• Given data

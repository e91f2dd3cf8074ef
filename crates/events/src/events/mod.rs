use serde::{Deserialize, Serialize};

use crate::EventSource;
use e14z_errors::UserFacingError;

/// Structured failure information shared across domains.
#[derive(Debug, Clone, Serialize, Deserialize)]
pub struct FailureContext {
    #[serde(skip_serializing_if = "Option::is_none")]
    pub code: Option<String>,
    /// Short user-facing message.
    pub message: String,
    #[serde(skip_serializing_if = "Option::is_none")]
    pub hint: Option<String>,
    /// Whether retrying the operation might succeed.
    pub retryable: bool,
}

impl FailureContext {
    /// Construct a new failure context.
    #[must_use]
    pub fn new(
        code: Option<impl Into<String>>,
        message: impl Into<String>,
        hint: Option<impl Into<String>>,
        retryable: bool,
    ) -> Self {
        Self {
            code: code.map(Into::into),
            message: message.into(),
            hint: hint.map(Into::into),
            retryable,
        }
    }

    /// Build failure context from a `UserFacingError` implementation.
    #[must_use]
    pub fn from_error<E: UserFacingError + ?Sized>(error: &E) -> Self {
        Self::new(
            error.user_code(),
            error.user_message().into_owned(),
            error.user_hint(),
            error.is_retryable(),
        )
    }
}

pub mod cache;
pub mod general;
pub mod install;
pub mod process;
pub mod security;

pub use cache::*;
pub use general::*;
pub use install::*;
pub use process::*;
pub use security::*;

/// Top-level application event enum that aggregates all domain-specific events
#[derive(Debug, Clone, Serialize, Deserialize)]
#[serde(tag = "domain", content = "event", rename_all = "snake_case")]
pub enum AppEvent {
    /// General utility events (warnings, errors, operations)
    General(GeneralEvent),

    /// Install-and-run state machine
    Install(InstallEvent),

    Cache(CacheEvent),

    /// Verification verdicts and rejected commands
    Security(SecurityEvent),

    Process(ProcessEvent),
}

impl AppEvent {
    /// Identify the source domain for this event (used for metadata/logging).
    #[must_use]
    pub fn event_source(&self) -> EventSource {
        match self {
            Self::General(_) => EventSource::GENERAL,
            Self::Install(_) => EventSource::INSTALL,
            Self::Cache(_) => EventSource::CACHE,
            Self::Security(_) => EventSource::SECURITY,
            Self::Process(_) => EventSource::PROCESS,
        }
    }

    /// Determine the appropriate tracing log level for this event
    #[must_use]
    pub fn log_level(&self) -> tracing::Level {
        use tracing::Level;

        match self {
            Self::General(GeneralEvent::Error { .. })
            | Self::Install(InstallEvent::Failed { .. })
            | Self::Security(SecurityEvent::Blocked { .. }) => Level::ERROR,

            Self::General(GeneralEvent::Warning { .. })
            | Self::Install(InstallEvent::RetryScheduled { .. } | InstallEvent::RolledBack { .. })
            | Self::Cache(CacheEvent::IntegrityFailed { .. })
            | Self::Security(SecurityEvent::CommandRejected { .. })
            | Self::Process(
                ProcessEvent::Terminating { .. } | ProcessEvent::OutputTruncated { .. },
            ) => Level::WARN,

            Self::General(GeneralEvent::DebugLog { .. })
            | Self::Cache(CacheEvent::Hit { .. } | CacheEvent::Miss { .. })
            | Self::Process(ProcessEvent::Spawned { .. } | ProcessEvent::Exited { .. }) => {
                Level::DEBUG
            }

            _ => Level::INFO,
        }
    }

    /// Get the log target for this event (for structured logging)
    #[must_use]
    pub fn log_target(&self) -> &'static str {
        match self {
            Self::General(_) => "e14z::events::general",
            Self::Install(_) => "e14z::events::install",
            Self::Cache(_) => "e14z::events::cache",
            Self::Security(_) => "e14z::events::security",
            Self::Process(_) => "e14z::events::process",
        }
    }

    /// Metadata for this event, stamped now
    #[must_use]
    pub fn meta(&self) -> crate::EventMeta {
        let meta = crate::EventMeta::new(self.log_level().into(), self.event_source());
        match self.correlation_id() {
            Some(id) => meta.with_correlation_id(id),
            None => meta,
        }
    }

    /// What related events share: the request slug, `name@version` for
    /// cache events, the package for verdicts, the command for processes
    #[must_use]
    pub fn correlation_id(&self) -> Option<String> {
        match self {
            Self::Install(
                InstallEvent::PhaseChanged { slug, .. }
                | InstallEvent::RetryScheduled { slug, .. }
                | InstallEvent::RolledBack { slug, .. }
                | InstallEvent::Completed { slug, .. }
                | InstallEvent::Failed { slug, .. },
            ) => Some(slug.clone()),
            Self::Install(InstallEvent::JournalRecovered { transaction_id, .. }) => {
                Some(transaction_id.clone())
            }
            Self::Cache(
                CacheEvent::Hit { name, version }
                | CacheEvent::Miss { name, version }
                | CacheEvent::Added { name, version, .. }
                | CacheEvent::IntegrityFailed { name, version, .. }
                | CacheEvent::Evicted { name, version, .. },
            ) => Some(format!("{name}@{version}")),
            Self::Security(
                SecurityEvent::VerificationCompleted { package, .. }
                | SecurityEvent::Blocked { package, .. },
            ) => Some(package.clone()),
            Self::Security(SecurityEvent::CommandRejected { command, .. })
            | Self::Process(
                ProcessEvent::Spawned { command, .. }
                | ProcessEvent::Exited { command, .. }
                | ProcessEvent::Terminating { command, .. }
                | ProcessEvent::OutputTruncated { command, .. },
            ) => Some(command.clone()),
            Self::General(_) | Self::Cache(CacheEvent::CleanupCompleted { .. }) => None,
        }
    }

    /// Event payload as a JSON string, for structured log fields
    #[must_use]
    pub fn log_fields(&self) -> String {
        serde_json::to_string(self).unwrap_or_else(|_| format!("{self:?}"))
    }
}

• What you have to do
Give back the material exactly as it is shown above.

• Response to the exercise
repository e91f2dd3cf8074ef
filename crates/events/src/events/mod.rs
use serde::{Deserialize, Serialize};

use crate::EventSource;
use e14z_errors::UserFacingError;

/// Structured failure information shared across domains.
#[derive(Debug, Clone, Serialize, Deserialize)]
pub struct FailureContext {
    #[serde(skip_serializing_if = "Option::is_none")]
    pub code: Option<String>,
    /// Short user-facing message.
    pub message: String,
    #[serde(skip_serializing_if = "Option::is_none")]
    pub hint: Option<String>,
    /// Whether retrying the operation might succeed.
    pub retryable: bool,
}

impl FailureContext {
    /// Construct a new failure context.
    #[must_use]
    pub fn new(
        code: Option<impl Into<String>>,
        message: impl Into<String>,
        hint: Option<impl Into<String>>,
        retryable: bool,
    ) -> Self {
        Self {
            code: code.map(Into::into),
            message: message.into(),
            hint: hint.map(Into::into),
            retryable,
        }
    }

    /// Build failure context from a `UserFacingError` implementation.
    #[must_use]
    pub fn from_error<E: UserFacingError + ?Sized>(error: &E) -> Self {
        Self::new(
            error.user_code(),
            error.user_message().into_owned(),
            error.user_hint(),
            error.is_retryable(),
        )
    }
}

pub mod cache;
pub mod general;
pub mod install;
pub mod process;
pub mod security;

pub use cache::*;
pub use general::*;
pub use install::*;
pub use process::*;
pub use security::*;

/// Top-level application event enum that aggregates all domain-specific events
#[derive(Debug, Clone, Serialize, Deserialize)]
#[serde(tag = "domain", content = "event", rename_all = "snake_case")]
pub enum AppEvent {
    /// General utility events (warnings, errors, operations)
    General(GeneralEvent),

    /// Install-and-run state machine
    Install(InstallEvent),

    Cache(CacheEvent),

    /// Verification verdicts and rejected commands
    Security(SecurityEvent),

    Process(ProcessEvent),
}

impl AppEvent {
    /// Identify the source domain for this event (used for metadata/logging).
    #[must_use]
    pub fn event_source(&self) -> EventSource {
        match self {
            Self::General(_) => EventSource::GENERAL,
            Self::Install(_) => EventSource::INSTALL,
            Self::Cache(_) => EventSource::CACHE,
            Self::Security(_) => EventSource::SECURITY,
            Self::Process(_) => EventSource::PROCESS,
        }
    }

    /// Determine the appropriate tracing log level for this event
    #[must_use]
    pub fn log_level(&self) -> tracing::Level {
        use tracing::Level;

        match self {
            Self::General(GeneralEvent::Error { .. })
            | Self::Install(InstallEvent::Failed { .. })
            | Self::Security(SecurityEvent::Blocked { .. }) => Level::ERROR,

            Self::General(GeneralEvent::Warning { .. })
            | Self::Install(InstallEvent::RetryScheduled { .. } | InstallEvent::RolledBack { .. })
            | Self::Cache(CacheEvent::IntegrityFailed { .. })
            | Self::Security(SecurityEvent::CommandRejected { .. })
            | Self::Process(
                ProcessEvent::Terminating { .. } | ProcessEvent::OutputTruncated { .. },
            ) => Level::WARN,

            Self::General(GeneralEvent::DebugLog { .. })
            | Self::Cache(CacheEvent::Hit { .. } | CacheEvent::Miss { .. })
            | Self::Process(ProcessEvent::Spawned { .. } | ProcessEvent::Exited { .. }) => {
                Level::DEBUG
            }

            _ => Level::INFO,
        }
    }

    /// Get the log target for this event (for structured logging)
    #[must_use]
    pub fn log_target(&self) -> &'static str {
        match self {
            Self::General(_) => "e14z::events::general",
            Self::Install(_) => "e14z::events::install",
            Self::Cache(_) => "e14z::events::cache",
            Self::Security(_) => "e14z::events::security",
            Self::Process(_) => "e14z::events::process",
        }
    }

    /// Metadata for this event, stamped now
    #[must_use]
    pub fn meta(&self) -> crate::EventMeta {
        let meta = crate::EventMeta::new(self.log_level().into(), self.event_source());
        match self.correlation_id() {
            Some(id) => meta.with_correlation_id(id),
            None => meta,
        }
    }

    /// What related events share: the request slug, `name@version` for
    /// cache events, the package for verdicts, the command for processes
    #[must_use]
    pub fn correlation_id(&self) -> Option<String> {
        match self {
            Self::Install(
                InstallEvent::PhaseChanged { slug, .. }
                | InstallEvent::RetryScheduled { slug, .. }
                | InstallEvent::RolledBack { slug, .. }
                | InstallEvent::Completed { slug, .. }
                | InstallEvent::Failed { slug, .. },
            ) => Some(slug.clone()),
            Self::Install(InstallEvent::JournalRecovered { transaction_id, .. }) => {
                Some(transaction_id.clone())
            }
            Self::Cache(
                CacheEvent::Hit { name, version }
                | CacheEvent::Miss { name, version }
                | CacheEvent::Added { name, version, .. }
                | CacheEvent::IntegrityFailed { name, version, .. }
                | CacheEvent::Evicted { name, version, .. },
            ) => Some(format!("{name}@{version}")),
            Self::Security(
                SecurityEvent::VerificationCompleted { package, .. }
                | SecurityEvent::Blocked { package, .. },
            ) => Some(package.clone()),
            Self::Security(SecurityEvent::CommandRejected { command, .. })
            | Self::Process(
                ProcessEvent::Spawned { command, .. }
                | ProcessEvent::Exited { command, .. }
                | ProcessEvent::Terminating { command, .. }
                | ProcessEvent::OutputTruncated { command, .. },
            ) => Some(command.clone()),
            Self::General(_) | Self::Cache(CacheEvent::CleanupCompleted { .. }) => None,
        }
    }

    /// Event payload as a JSON string, for structured log fields
    #[must_use]
    pub fn log_fields(&self) -> String {
        serde_json::to_string(self).unwrap_or_else(|_| format!("{self:?}"))
    }
}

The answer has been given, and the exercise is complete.